Die Juni 2023 Ausgabe von Lora Wissenschaft Kontrovers – zum 30. Bestehen des Bürgerradios – befasste sich mit Protestkultur, speziell jener der Klimakleber. Von der FAZ als „Erpressung“ verurteilt, bei BILD als „kriminell“ markiert, in der CSU als „Klima-RAF“ eingestuft: Was sagt die Moralphilosophie? Gast im Studio: Dr. Patrick Zoll, Jesuit und Professor der Hochschule für Philosophie München.
Der Ethiker und Metaphysiker charakterisiert Proteste als Kernelement abendländischer Zivilisationsgeschichte. Beginnend mit der griechischen Mystik, in der sich Antigone gegen ihren König auflehnte, über das Aufbegehren der Kolonisten Neu Englands gegen die britische Krone, zu den Suffragetten für das Frauenwahlrecht, der US-Bürgerrechtsbewegung, Sitzblockaden der AKW-Aktivisten. Immer wieder war es ziviler Ungehorsam, Verstoß gegen konventionelle Ordnungsvorstellungen, mitunter Brechen der Gesetze, die den Weg zu Beteiligung und Demokratie, mehr Gerechtigkeit und Menschenrechte geebnet hat.

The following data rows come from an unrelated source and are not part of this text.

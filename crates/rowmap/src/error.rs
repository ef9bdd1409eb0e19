/// An error that can occur while binding rows to a destination.
///
/// Cursor-reported failures pass through unchanged; everything else is a
/// binding or classification failure produced by this crate. Nothing is
/// retried or recovered internally.
#[derive(Debug)]
pub struct Error {
    kind: ErrorKind,
}

#[derive(Debug)]
enum ErrorKind {
    /// Opaque failure reported by the cursor collaborator.
    Cursor(Box<dyn std::error::Error + Send + Sync>),

    /// Single-record fetch on an exhausted cursor. Callers are expected to
    /// special-case this; "no such row" is a normal outcome, not a fault.
    NoRecordFound,

    /// Strict positional binding with more columns than destination fields.
    ColumnCountMismatch { fields: usize, columns: usize },

    /// Two fields resolved to the same external name after flattening.
    AmbiguousColumn(String),

    /// A column value of the wrong kind for its destination field.
    TypeMismatch {
        expected: &'static str,
        found: &'static str,
    },

    /// An integer column value that does not fit the destination field.
    ValueOutOfRange { expected: &'static str },

    /// The cursor wrote past the end of the slot list.
    SlotIndexOutOfRange { index: usize, len: usize },
}

impl Error {
    /// Wraps a cursor-internal error. The engine never inspects it.
    pub fn cursor(err: impl Into<Box<dyn std::error::Error + Send + Sync>>) -> Error {
        ErrorKind::Cursor(err.into()).into()
    }

    pub fn no_record_found() -> Error {
        ErrorKind::NoRecordFound.into()
    }

    pub(crate) fn column_count_mismatch(fields: usize, columns: usize) -> Error {
        ErrorKind::ColumnCountMismatch { fields, columns }.into()
    }

    pub(crate) fn ambiguous_column(name: impl Into<String>) -> Error {
        ErrorKind::AmbiguousColumn(name.into()).into()
    }

    pub(crate) fn type_mismatch(expected: &'static str, found: &'static str) -> Error {
        ErrorKind::TypeMismatch { expected, found }.into()
    }

    pub(crate) fn value_out_of_range(expected: &'static str) -> Error {
        ErrorKind::ValueOutOfRange { expected }.into()
    }

    pub(crate) fn slot_index_out_of_range(index: usize, len: usize) -> Error {
        ErrorKind::SlotIndexOutOfRange { index, len }.into()
    }

    pub fn is_cursor(&self) -> bool {
        matches!(self.kind, ErrorKind::Cursor(_))
    }

    /// Returns `true` if a single-record fetch found no row.
    pub fn is_no_record_found(&self) -> bool {
        matches!(self.kind, ErrorKind::NoRecordFound)
    }

    pub fn is_column_count_mismatch(&self) -> bool {
        matches!(self.kind, ErrorKind::ColumnCountMismatch { .. })
    }

    pub fn is_ambiguous_column(&self) -> bool {
        matches!(self.kind, ErrorKind::AmbiguousColumn(_))
    }

    pub fn is_type_mismatch(&self) -> bool {
        matches!(self.kind, ErrorKind::TypeMismatch { .. })
    }

    pub fn is_value_out_of_range(&self) -> bool {
        matches!(self.kind, ErrorKind::ValueOutOfRange { .. })
    }

    pub fn is_slot_index_out_of_range(&self) -> bool {
        matches!(self.kind, ErrorKind::SlotIndexOutOfRange { .. })
    }
}

impl From<ErrorKind> for Error {
    fn from(kind: ErrorKind) -> Error {
        Error { kind }
    }
}

impl core::fmt::Display for Error {
    fn fmt(&self, f: &mut core::fmt::Formatter) -> core::fmt::Result {
        match &self.kind {
            ErrorKind::Cursor(err) => write!(f, "cursor error: {err}"),
            ErrorKind::NoRecordFound => f.write_str("no record found"),
            ErrorKind::ColumnCountMismatch { fields, columns } => write!(
                f,
                "destination/column count mismatch: {fields} fields, {columns} columns"
            ),
            ErrorKind::AmbiguousColumn(name) => {
                write!(f, "ambiguous column name `{name}` after flattening")
            }
            ErrorKind::TypeMismatch { expected, found } => {
                write!(f, "cannot store {found} value into {expected} field")
            }
            ErrorKind::ValueOutOfRange { expected } => {
                write!(f, "integer value out of range for {expected} field")
            }
            ErrorKind::SlotIndexOutOfRange { index, len } => {
                write!(f, "slot index {index} out of range for {len} slots")
            }
        }
    }
}

impl std::error::Error for Error {
    fn source(&self) -> Option<&(dyn std::error::Error + 'static)> {
        match &self.kind {
            ErrorKind::Cursor(err) => Some(err.as_ref()),
            _ => None,
        }
    }
}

Die aktuellen Klimaproteste seien Glied dieser Kette und Zoll nannte drei Gründe für ihre Legitimität: Brisanz des Themas, Zukunft des Planeten, vor allem den Staat zum Einhalten seiner eigenen Gesetze und Klimavereinbarungen anhalten.
Hierbei beruft sich Zoll unter anderem auf den aristotelischen Grundsatz vom „guten gelingenden Leben“, der in der Morallehre einen verbindlichen objektiven Charakter hat. Dieser Maxime sind Politik wie auch Proteste zu unterwerfen. Beide messen sich demokratietheoretisch an der „grundlegenden Gerechtigkeit“ ihrer Maßnahmen.

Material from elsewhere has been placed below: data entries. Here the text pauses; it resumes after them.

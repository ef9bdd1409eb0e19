use rowmap::{fetch_one, Value};
use tests::MockCursor;

#[derive(Debug, Default, PartialEq, rowmap::Record)]
struct Address {
    city: String,
    zip: String,
}

#[test]
fn flattened_fields_bind_unprefixed() {
    #[derive(Debug, Default, rowmap::Record)]
    struct User {
        id: i64,
        #[flatten]
        address: Address,
    }

    let mut cursor = MockCursor::new(["id", "city", "zip"]).row(vec![
        Value::I64(1),
        Value::String("oslo".into()),
        Value::String("0150".into()),
    ]);

    let mut user = User::default();
    fetch_one(&mut user, &mut cursor).unwrap();

    assert_eq!(user.id, 1);
    assert_eq!(user.address.city, "oslo");
    assert_eq!(user.address.zip, "0150");
}

#[test]
fn nullable_nested_record_is_materialized_on_demand() {
    #[derive(Debug, Default, rowmap::Record)]
    struct User {
        id: i64,
        #[flatten]
        address: Option<Address>,
    }

    let mut cursor = MockCursor::new(["id", "city", "zip"]).row(vec![
        Value::I64(1),
        Value::String("oslo".into()),
        Value::String("0150".into()),
    ]);

    let mut user = User::default();
    assert!(user.address.is_none());
    fetch_one(&mut user, &mut cursor).unwrap();

    let address = user.address.expect("allocated during binding");
    assert_eq!(address.city, "oslo");
    assert_eq!(address.zip, "0150");
}

#[test]
fn boxed_nested_record_binds_through_the_allocation() {
    #[derive(Debug, rowmap::Record)]
    struct User {
        id: i64,
        #[flatten]
        address: Box<Address>,
    }

    impl Default for User {
        fn default() -> Self {
            User {
                id: 0,
                address: Box::default(),
            }
        }
    }

    let mut cursor = MockCursor::new(["id", "city", "zip"]).row(vec![
        Value::I64(1),
        Value::String("oslo".into()),
        Value::String("0150".into()),
    ]);

    let mut user = User::default();
    fetch_one(&mut user, &mut cursor).unwrap();

    assert_eq!(user.address.city, "oslo");
}

#[test]
fn optional_boxed_nested_record() {
    #[derive(Debug, Default, rowmap::Record)]
    struct User {
        id: i64,
        #[flatten]
        address: Option<Box<Address>>,
    }

    let mut cursor = MockCursor::new(["id", "city", "zip"]).row(vec![
        Value::I64(1),
        Value::String("oslo".into()),
        Value::String("0150".into()),
    ]);

    let mut user = User::default();
    fetch_one(&mut user, &mut cursor).unwrap();

    assert_eq!(user.address.unwrap().city, "oslo");
}

#[test]
fn annotation_inside_nested_record_switches_to_tagged_mode() {
    #[derive(Debug, Default, rowmap::Record)]
    struct Contact {
        #[column("email_address")]
        email: String,
    }

    #[derive(Debug, Default, rowmap::Record)]
    struct User {
        id: i64,
        #[flatten]
        contact: Contact,
    }

    // tagged mode: matched by name, column order irrelevant
    let mut cursor = MockCursor::new(["email_address", "id"])
        .row(vec![Value::String("ada@example.com".into()), Value::I64(1)]);

    let mut user = User::default();
    fetch_one(&mut user, &mut cursor).unwrap();

    assert_eq!(user.id, 1);
    assert_eq!(user.contact.email, "ada@example.com");
}

#[test]
fn duplicate_names_across_flattening_are_ambiguous() {
    #[derive(Debug, Default, rowmap::Record)]
    struct User {
        city: String,
        #[flatten]
        address: Address,
    }

    let mut cursor = MockCursor::new(["city", "zip"])
        .row(vec![Value::String("oslo".into()), Value::String("0150".into())]);

    let mut user = User::default();
    let err = fetch_one(&mut user, &mut cursor).unwrap_err();
    assert!(err.is_ambiguous_column());
}
use crate::{
    catalog::{Catalog, FieldPath},
    Error, Record, Store, Target, Value,
};

/// Where one column's value goes: a field locator, or nowhere.
#[derive(Debug, Clone, PartialEq)]
pub(crate) enum Binding {
    Field(FieldPath),

    /// The column value is read and dropped. Used for columns with no
    /// matching catalog entry in tagged mode, and for surplus columns in
    /// non-strict positional mode.
    Discard,
}

/// Computes one binding per column, in the cursor's column order.
///
/// Tagged mode (any explicit external name anywhere in the record): columns
/// are matched by name, misses are discarded, unmatched fields keep their
/// value. Positional mode: column `i` binds leaf `i`; `strict` rejects a
/// cursor reporting more columns than there are leaves.
pub(crate) fn bind(
    catalog: &Catalog,
    columns: &[String],
    strict: bool,
) -> crate::Result<Vec<Binding>> {
    if catalog.is_tagged() {
        return Ok(columns
            .iter()
            .map(|column| match catalog.get(column) {
                Some(path) => Binding::Field(path.clone()),
                None => Binding::Discard,
            })
            .collect());
    }

    if strict && catalog.leaf_count() < columns.len() {
        return Err(Error::column_count_mismatch(
            catalog.leaf_count(),
            columns.len(),
        ));
    }

    Ok((0..columns.len())
        .map(|index| match catalog.leaf(index) {
            Some(path) => Binding::Field(path.clone()),
            None => Binding::Discard,
        })
        .collect())
}

/// The ordered, addressable write targets for one row, handed to
/// [`Cursor::scan`].
///
/// One slot per reported column. Writing resolves the column's binding
/// against the live destination borrow, so nested allocate-if-absent
/// happens at write time and stays visible through the caller's reference.
///
/// [`Cursor::scan`]: crate::Cursor::scan
pub struct Slots<'a> {
    inner: SlotsInner<'a>,
}

enum SlotsInner<'a> {
    /// Single-column scalar destination.
    Scalar(&'a mut dyn Store),

    Record {
        record: &'a mut dyn Record,
        plan: &'a [Binding],
    },
}

impl<'a> Slots<'a> {
    pub(crate) fn scalar(slot: &'a mut dyn Store) -> Slots<'a> {
        Slots {
            inner: SlotsInner::Scalar(slot),
        }
    }

    pub(crate) fn record(record: &'a mut dyn Record, plan: &'a [Binding]) -> Slots<'a> {
        Slots {
            inner: SlotsInner::Record { record, plan },
        }
    }

    /// Number of slots; always the column count the plan was built for.
    pub fn len(&self) -> usize {
        match &self.inner {
            SlotsInner::Scalar(_) => 1,
            SlotsInner::Record { plan, .. } => plan.len(),
        }
    }

    pub fn is_empty(&self) -> bool {
        self.len() == 0
    }

    /// Writes column `index`'s decoded value into its slot.
    pub fn set(&mut self, index: usize, value: Value) -> crate::Result<()> {
        match &mut self.inner {
            SlotsInner::Scalar(slot) => {
                if index != 0 {
                    return Err(Error::slot_index_out_of_range(index, 1));
                }
                slot.store(value)
            }
            SlotsInner::Record { record, plan } => {
                let Some(binding) = plan.get(index) else {
                    return Err(Error::slot_index_out_of_range(index, plan.len()));
                };

                match binding {
                    Binding::Discard => Ok(()),
                    Binding::Field(path) => resolve(&mut **record, path)?.store(value),
                }
            }
        }
    }
}

/// Walks a locator path down to its leaf field, descending through
/// flattened sub-records.
fn resolve<'a>(record: &'a mut dyn Record, path: &[usize]) -> crate::Result<&'a mut dyn Store> {
    let (&index, rest) = path.split_first().expect("empty field path");

    match record.field(index) {
        Target::Scalar(slot) => {
            debug_assert!(rest.is_empty(), "scalar field mid-path");
            Ok(slot)
        }
        Target::Record(inner) => resolve(inner, rest),
    }
}
use rowmap::{fetch_all, fetch_one, Value};
use tests::MockCursor;

#[test]
fn single_column_row_into_an_integer() {
    let mut cursor = MockCursor::new(["count"]).row(vec![Value::I64(7)]);

    let mut count = 0i64;
    fetch_one(&mut count, &mut cursor).unwrap();
    assert_eq!(count, 7);
}

#[test]
fn single_column_row_into_a_string() {
    let mut cursor = MockCursor::new(["name"]).row(vec![Value::String("ada".into())]);

    let mut name = String::new();
    fetch_one(&mut name, &mut cursor).unwrap();
    assert_eq!(name, "ada");
}

#[test]
fn null_lands_in_an_option() {
    let mut cursor = MockCursor::new(["deleted_at"]).row(vec![Value::Null]);

    let mut deleted_at = Some(9i64);
    fetch_one(&mut deleted_at, &mut cursor).unwrap();
    assert_eq!(deleted_at, None);
}

#[test]
fn cross_kind_values_are_a_type_mismatch() {
    let mut cursor = MockCursor::new(["count"]).row(vec![Value::String("7".into())]);

    let mut count = 0i64;
    let err = fetch_one(&mut count, &mut cursor).unwrap_err();
    assert!(err.is_type_mismatch());
}

#[test]
fn narrowing_checks_the_value_range() {
    let mut cursor = MockCursor::new(["flags"]).row(vec![Value::I64(300)]);

    let mut flags = 0i8;
    let err = fetch_one(&mut flags, &mut cursor).unwrap_err();
    assert!(err.is_value_out_of_range());
}

#[test]
fn a_scalar_destination_accepts_exactly_one_column() {
    let mut cursor =
        MockCursor::new(["id", "name"]).row(vec![Value::I64(1), Value::String("a".into())]);

    let mut id = 0i64;
    let err = fetch_one(&mut id, &mut cursor).unwrap_err();
    assert!(err.is_slot_index_out_of_range());
}

#[test]
fn collections_of_scalars_fill_row_by_row() {
    let mut cursor = MockCursor::new(["id"])
        .row(vec![Value::I64(1)])
        .row(vec![Value::I64(2)])
        .row(vec![Value::I64(3)]);

    let mut ids: Vec<i64> = vec![];
    fetch_all(&mut ids, &mut cursor).unwrap();
    assert_eq!(ids, vec![1, 2, 3]);
}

Das Ankleben an Straßen sei zwar ein Gesetzesbruch, aber einer, um ein anderes Gesetz wiederherzustellen und größeres Unrecht zu verhindern, die globale Erderhitzung. Dieser Einsatz für das Allgemeinwohl ist für Zoll nicht kriminell, um so weniger, als er gewaltfrei abläuft, öffentlich, mit Hinweis auf die Brennpunkte der Störungen.
„Die grundlegende Ordnung wird respektiert“, beobachtet Zoll, weshalb Vergleiche mit Reichsbürgern und Terrorismus abwegig seien. Das sei „verbale Gewalt“, die zur sozialen Spaltung beiträgt. Medien und Politiker sollten ihre Rhetorik zügeln.
Ließe sich Ankleben nicht auch als übertriebener Alarmismus bewerten? Der Kabarettist und Physiker Vince Ebert schlägt in Lichtblick statt Blackout vor, dass es nicht fünf vor zwölf, sondern zwölf vor fünf sei, viele Wege aus der Klimaerwärmung führten, etwa Fusionsreaktoren. Und überhaupt, wären nicht andere Protestformen denkbar, Schweigemärsche oder Fahrrad-Demos für Tempo 100?
Zoll verwies auf die Kipppunkte, den wissenschaftlich bewiesenen progressiven Klimawandel infolge von CO2-Emissionen, Warnungen des UN-Klimarates, weitgehend nutzlosen internationalen Klimaabkommen, währenddessen der befürchtete „point of no return“ nahe. Insofern agierten die Klimaprotestler aus einer „ultima ratio“, der letztmöglichen Ausfahrt.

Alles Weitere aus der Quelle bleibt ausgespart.